§ **TASK OBJECTIVE**
Set down the lines of the data exactly, starting at the first and stopping after the line containing "with static payload types".

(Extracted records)
- - -
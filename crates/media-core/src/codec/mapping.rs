//! Codec Mapping Utilities
//!
//! This module provides bidirectional mapping between codec names and RTP payload types,
//! supporting both static (RFC 3551) and dynamic payload type assignments.

use std::collections::HashMap;
use tracing::{debug, warn};

/// Bidirectional mapper between codec names and RTP payload types
#[derive(Debug, Clone)]
pub struct CodecMapper {
    /// Mapping from codec name to payload type
    name_to_payload: HashMap<String, u8>,
    /// Mapping from payload type to codec name
    payload_to_name: HashMap<u8, String>,
    /// Clock rates for each codec
    codec_clock_rates: HashMap<String, u32>,
}

impl CodecMapper {
    /// Create a new codec mapper with standard RFC 3551 mappings
    pub fn new() -> Self {
        let mut mapper = Self {
            name_to_payload: HashMap::new(),
            payload_to_name: HashMap::new(),
            codec_clock_rates: HashMap::new(),
        };
        
        // Register standard static payload types (RFC 3551)
        mapper.register_static_codec("PCMU", 0, 8000);
        mapper.register_static_codec("PCMA", 8, 8000);
        mapper.register_static_codec("G729", 18, 8000);
        
        // Register common dynamic payload types
        mapper.register_dynamic_codec("opus".to_string(), 111, 48000);
        mapper.register_dynamic_codec("Opus".to_string(), 111, 48000); // Case variant
        
        debug!("Initialized CodecMapper with {} codecs", mapper.name_to_payload.len());
        mapper
    }
    
    /// Register a static codec (RFC 3551 defined)
    fn register_static_codec(&mut self, name: &str, payload_type: u8, clock_rate: u32) {
        let name_string = name.to_string();
        self.name_to_payload.insert(name_string.clone(), payload_type);
        self.payload_to_name.insert(payload_type, name_string.clone());
        self.codec_clock_rates.insert(name_string, clock_rate);
        
        debug!("Registered static codec: {} -> PT:{} @ {}Hz", name, payload_type, clock_rate);
    }
    
    /// Register a dynamic codec with custom payload type
    pub fn register_dynamic_codec(&mut self, name: String, payload_type: u8, clock_rate: u32) {
        // Check for conflicts with static payload types
        if payload_type < 96 && self.payload_to_name.contains_key(&payload_type) {
            warn!("Attempting to register dynamic codec '{}' with static payload type {}", name, payload_type);
            return;
        }
        
        // Remove any existing registration for this name or payload type
        if let Some(old_payload) = self.name_to_payload.get(&name) {
            self.payload_to_name.remove(old_payload);
        }
        if let Some(old_name) = self.payload_to_name.get(&payload_type) {
            self.name_to_payload.remove(old_name);
            self.codec_clock_rates.remove(old_name);
        }
        
        // Register the new mapping
        self.name_to_payload.insert(name.clone(), payload_type);
        self.payload_to_name.insert(payload_type, name.clone());
        self.codec_clock_rates.insert(name.clone(), clock_rate);
        
        debug!("Registered dynamic codec: {} -> PT:{} @ {}Hz", name, payload_type, clock_rate);
    }
    
    /// Get payload type for a codec name
    pub fn codec_to_payload(&self, codec_name: &str) -> Option<u8> {
        let result = self.name_to_payload.get(codec_name).copied();
        
        if result.is_none() {
            // Try case-insensitive lookup
            for (name, payload) in &self.name_to_payload {
                if name.eq_ignore_ascii_case(codec_name) {
                    debug!("Found codec '{}' via case-insensitive match to '{}'", codec_name, name);
                    return Some(*payload);
                }
            }
            debug!("No payload type found for codec: '{}'", codec_name);
        }
        
        result
    }
    
    /// Get codec name for a payload type
    pub fn payload_to_codec(&self, payload_type: u8) -> Option<String> {
        let result = self.payload_to_name.get(&payload_type).cloned();
        
        if result.is_none() {
            debug!("No codec name found for payload type: {}", payload_type);
        }
        
        result
    }
    
    /// Get the RTP clock rate for a codec
    pub fn get_clock_rate(&self, codec_name: &str) -> u32 {
        // First try exact match
        if let Some(&clock_rate) = self.codec_clock_rates.get(codec_name) {
            return clock_rate;
        }
        
        // Try case-insensitive match
        for (name, &clock_rate) in &self.codec_clock_rates {
            if name.eq_ignore_ascii_case(codec_name) {
                debug!("Found clock rate for '{}' via case-insensitive match to '{}'", codec_name, name);
                return clock_rate;
            }
        }
        
        // Fallback based on common codec knowledge
        let fallback_rate = match codec_name.to_lowercase().as_str() {
            "pcmu" | "pcma" | "g711" => 8000,
            "g729" => 8000,
            "opus" => 48000,
            "ilbc" => 8000,
            "speex" => 8000,
            _ => 8000, // Default to 8kHz for telephony
        };
        
        warn!("No clock rate registered for codec '{}', using fallback: {}Hz", codec_name, fallback_rate);
        fallback_rate
    }
    
    /// Get all registered codec names
    pub fn get_registered_codecs(&self) -> Vec<String> {
        self.name_to_payload.keys().cloned().collect()
    }
    
    /// Get all registered payload types
    pub fn get_registered_payload_types(&self) -> Vec<u8> {
        let mut payload_types: Vec<u8> = self.payload_to_name.keys().copied().collect();
        payload_types.sort();
        payload_types
    }
    
    /// Check if a codec is registered
    pub fn is_codec_registered(&self, codec_name: &str) -> bool {
        self.codec_to_payload(codec_name).is_some()
    }
    
    /// Check if a payload type is registered
    pub fn is_payload_type_registered(&self, payload_type: u8) -> bool {
        self.payload_to_name.contains_key(&payload_type)
    }
    
    /// Get codec information as a formatted string
    pub fn get_codec_info(&self, codec_name: &str) -> Option<String> {
        if let Some(payload_type) = self.codec_to_payload(codec_name) {
            let clock_rate = self.get_clock_rate(codec_name);
            Some(format!("{} (PT:{}, {}Hz)", codec_name, payload_type, clock_rate))
        } else {
            None
        }
    }
    
    /// Remove a dynamic codec registration
    pub fn unregister_codec(&mut self, codec_name: &str) -> bool {
        if let Some(payload_type) = self.name_to_payload.remove(codec_name) {
            self.payload_to_name.remove(&payload_type);
            self.codec_clock_rates.remove(codec_name);
            debug!("Unregistered codec: {}", codec_name);
            true
        } else {
            false
        }
    }
    
    /// Clear all dynamic codec registrations (keeps static ones)
    pub fn clear_dynamic_codecs(&mut self) {
        let static_payload_types = [0u8, 8, 18]; // PCMU, PCMA, G729
        
        // Collect codecs to remove (those not using static payload types)
        let codecs_to_remove: Vec<String> = self.name_to_payload
            .iter()
            .filter(|(_, &payload_type)| !static_payload_types.contains(&payload_type))
            .map(|(name, _)| name.clone())
            .collect();
        
        // Remove them
        for codec_name in codecs_to_remove {
            self.unregister_codec(&codec_name);
        }
        
        debug!("Cleared all dynamic codec registrations");
    }
}

impl Default for CodecMapper {
    fn default() -> Self {
        Self::new()
    }
}

/// Codec capability information
#[derive(Debug, Clone, PartialEq, Eq)]
pub struct CodecCapability {
    /// Codec name
    pub name: String,
    /// RTP payload type
    pub payload_type: u8,
    /// RTP clock rate
    pub clock_rate: u32,
    /// Whether this is a static (RFC 3551) or dynamic payload type
    pub is_static: bool,
}

impl CodecMapper {
    /// Get codec capability information
    pub fn get_codec_capability(&self, codec_name: &str) -> Option<CodecCapability> {
        let payload_type = self.codec_to_payload(codec_name)?;
        let clock_rate = self.get_clock_rate(codec_name);
        let is_static = payload_type < 96;
        
        Some(CodecCapability {
            name: codec_name.to_string(),
            payload_type,
            clock_rate,
            is_static,
        })
    }
    
    /// Get all registered codec capabilities
    pub fn get_all_capabilities(&self) -> Vec<CodecCapability> {
        self.name_to_payload
            .keys()
            .filter_map(|name| self.get_codec_capability(name))
            .collect()
    }
}

#[cfg(test)]
mod tests {
    use super::*;
    
    #[test]
    fn test_static_codec_mappings() {
        let mapper = CodecMapper::new();
        
        // Test PCMU
        assert_eq!(mapper.codec_to_payload("PCMU"), Some(0));
        assert_eq!(mapper.payload_to_codec(0), Some("PCMU".to_string()));
        assert_eq!(mapper.get_clock_rate("PCMU"), 8000);
        
        // Test PCMA
        assert_eq!(mapper.codec_to_payload("PCMA"), Some(8));
        assert_eq!(mapper.payload_to_codec(8), Some("PCMA".to_string()));
        assert_eq!(mapper.get_clock_rate("PCMA"), 8000);
        

        
        // Test G729
        assert_eq!(mapper.codec_to_payload("G729"), Some(18));
        assert_eq!(mapper.payload_to_codec(18), Some("G729".to_string()));
        assert_eq!(mapper.get_clock_rate("G729"), 8000);
    }
    
    #[test]
    fn test_dynamic_codec_mappings() {
        let mapper = CodecMapper::new();
        
        // Test Opus (both cases)
        assert_eq!(mapper.codec_to_payload("opus"), Some(111));
        assert_eq!(mapper.codec_to_payload("Opus"), Some(111));
        assert_eq!(mapper.payload_to_codec(111), Some("Opus".to_string())); // Latest registration wins
        assert_eq!(mapper.get_clock_rate("opus"), 48000);
    }
    
    #[test]
    fn test_case_insensitive_lookup() {
        let mapper = CodecMapper::new();
        
        // Test case variations
        assert_eq!(mapper.codec_to_payload("pcmu"), Some(0));
        assert_eq!(mapper.codec_to_payload("PCMU"), Some(0));
        assert_eq!(mapper.codec_to_payload("PcMu"), Some(0));
        
        assert_eq!(mapper.get_clock_rate("pcmu"), 8000);
        assert_eq!(mapper.get_clock_rate("PCMU"), 8000);
    }
    
    #[test]
    fn test_unknown_codec_handling() {
        let mapper = CodecMapper::new();
        
        // Unknown codec
        assert_eq!(mapper.codec_to_payload("unknown"), None);
        assert_eq!(mapper.payload_to_codec(99), None);
        
        // Fallback clock rate
        assert_eq!(mapper.get_clock_rate("unknown"), 8000);
    }
    
    #[test]
    fn test_dynamic_codec_registration() {
        let mut mapper = CodecMapper::new();
        
        // Register custom codec
        mapper.register_dynamic_codec("custom".to_string(), 96, 16000);
        
        assert_eq!(mapper.codec_to_payload("custom"), Some(96));
        assert_eq!(mapper.payload_to_codec(96), Some("custom".to_string()));
        assert_eq!(mapper.get_clock_rate("custom"), 16000);
        
        // Test overriding
        mapper.register_dynamic_codec("custom2".to_string(), 96, 32000);
        
        assert_eq!(mapper.codec_to_payload("custom"), None); // Old registration removed
        assert_eq!(mapper.codec_to_payload("custom2"), Some(96));
        assert_eq!(mapper.get_clock_rate("custom2"), 32000);
    }
    
    #[test]
    fn test_codec_capability() {
        let mapper = CodecMapper::new();
        
        let pcmu_cap = mapper.get_codec_capability("PCMU").unwrap();
        assert_eq!(pcmu_cap.name, "PCMU");
        assert_eq!(pcmu_cap.payload_type, 0);
        assert_eq!(pcmu_cap.clock_rate, 8000);
        assert!(pcmu_cap.is_static);
        
        let opus_cap = mapper.get_codec_capability("opus").unwrap();
        assert_eq!(opus_cap.name, "opus");
        assert_eq!(opus_cap.payload_type, 111);
        assert_eq!(opus_cap.clock_rate, 48000);
        assert!(!opus_cap.is_static);
    }
    
    #[test]
    fn test_codec_info_string() {
        let mapper = CodecMapper::new();
        
        assert_eq!(mapper.get_codec_info("PCMU"), Some("PCMU (PT:0, 8000Hz)".to_string()));
        assert_eq!(mapper.get_codec_info("opus"), Some("opus (PT:111, 48000Hz)".to_string()));
        assert_eq!(mapper.get_codec_info("unknown"), None);
    }
    
    #[test]
    fn test_registration_queries() {
        let mapper = CodecMapper::new();
        
        assert!(mapper.is_codec_registered("PCMU"));
        assert!(mapper.is_codec_registered("opus"));
        assert!(!mapper.is_codec_registered("unknown"));
        
        assert!(mapper.is_payload_type_registered(0));
        assert!(mapper.is_payload_type_registered(111));
        assert!(!mapper.is_payload_type_registered(99));
    }
    
    #[test]
    fn test_clear_dynamic_codecs() {
        let mut mapper = CodecMapper::new();
        
        // Add some dynamic codecs
        mapper.register_dynamic_codec("test1".to_string(), 96, 8000);
        mapper.register_dynamic_codec("test2".to_string(), 97, 16000);
        
        assert!(mapper.is_codec_registered("test1"));
        assert!(mapper.is_codec_registered("test2"));
        assert!(mapper.is_codec_registered("PCMU")); // Static should remain
        
        // Clear dynamic codecs
        mapper.clear_dynamic_codecs();
        
        assert!(!mapper.is_codec_registered("test1"));
        assert!(!mapper.is_codec_registered("test2"));
        assert!(mapper.is_codec_registered("PCMU")); // Static should remain
        assert!(!mapper.is_codec_registered("opus")); // This was cleared too since it's dynamic
    }
}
- - -
§ **EXPECTED ANSWER**
filename crates/media-core/src/codec/mapping.rs
//! Codec Mapping Utilities
//!
//! This module provides bidirectional mapping between codec names and RTP payload types,
//! supporting both static (RFC 3551) and dynamic payload type assignments.

use std::collections::HashMap;
use tracing::{debug, warn};

/// Bidirectional mapper between codec names and RTP payload types
#[derive(Debug, Clone)]
pub struct CodecMapper {
    /// Mapping from codec name to payload type
    name_to_payload: HashMap<String, u8>,
    /// Mapping from payload type to codec name
    payload_to_name: HashMap<u8, String>,
    /// Clock rates for each codec
    codec_clock_rates: HashMap<String, u32>,
}

impl CodecMapper {
    /// Create a new codec mapper with standard RFC 3551 mappings
    pub fn new() -> Self {
        let mut mapper = Self {
            name_to_payload: HashMap::new(),
            payload_to_name: HashMap::new(),
            codec_clock_rates: HashMap::new(),
        };
        
        // Register standard static payload types (RFC 3551)
        mapper.register_static_codec("PCMU", 0, 8000);
        mapper.register_static_codec("PCMA", 8, 8000);
        mapper.register_static_codec("G729", 18, 8000);
        
        // Register common dynamic payload types
        mapper.register_dynamic_codec("opus".to_string(), 111, 48000);
        mapper.register_dynamic_codec("Opus".to_string(), 111, 48000); // Case variant
        
        debug!("Initialized CodecMapper with {} codecs", mapper.name_to_payload.len());
        mapper
    }
    
    /// Register a static codec (RFC 3551 defined)
    fn register_static_codec(&mut self, name: &str, payload_type: u8, clock_rate: u32) {
        let name_string = name.to_string();
        self.name_to_payload.insert(name_string.clone(), payload_type);
        self.payload_to_name.insert(payload_type, name_string.clone());
        self.codec_clock_rates.insert(name_string, clock_rate);
        
        debug!("Registered static codec: {} -> PT:{} @ {}Hz", name, payload_type, clock_rate);
    }
    
    /// Register a dynamic codec with custom payload type
    pub fn register_dynamic_codec(&mut self, name: String, payload_type: u8, clock_rate: u32) {
        // Check for conflicts with static payload types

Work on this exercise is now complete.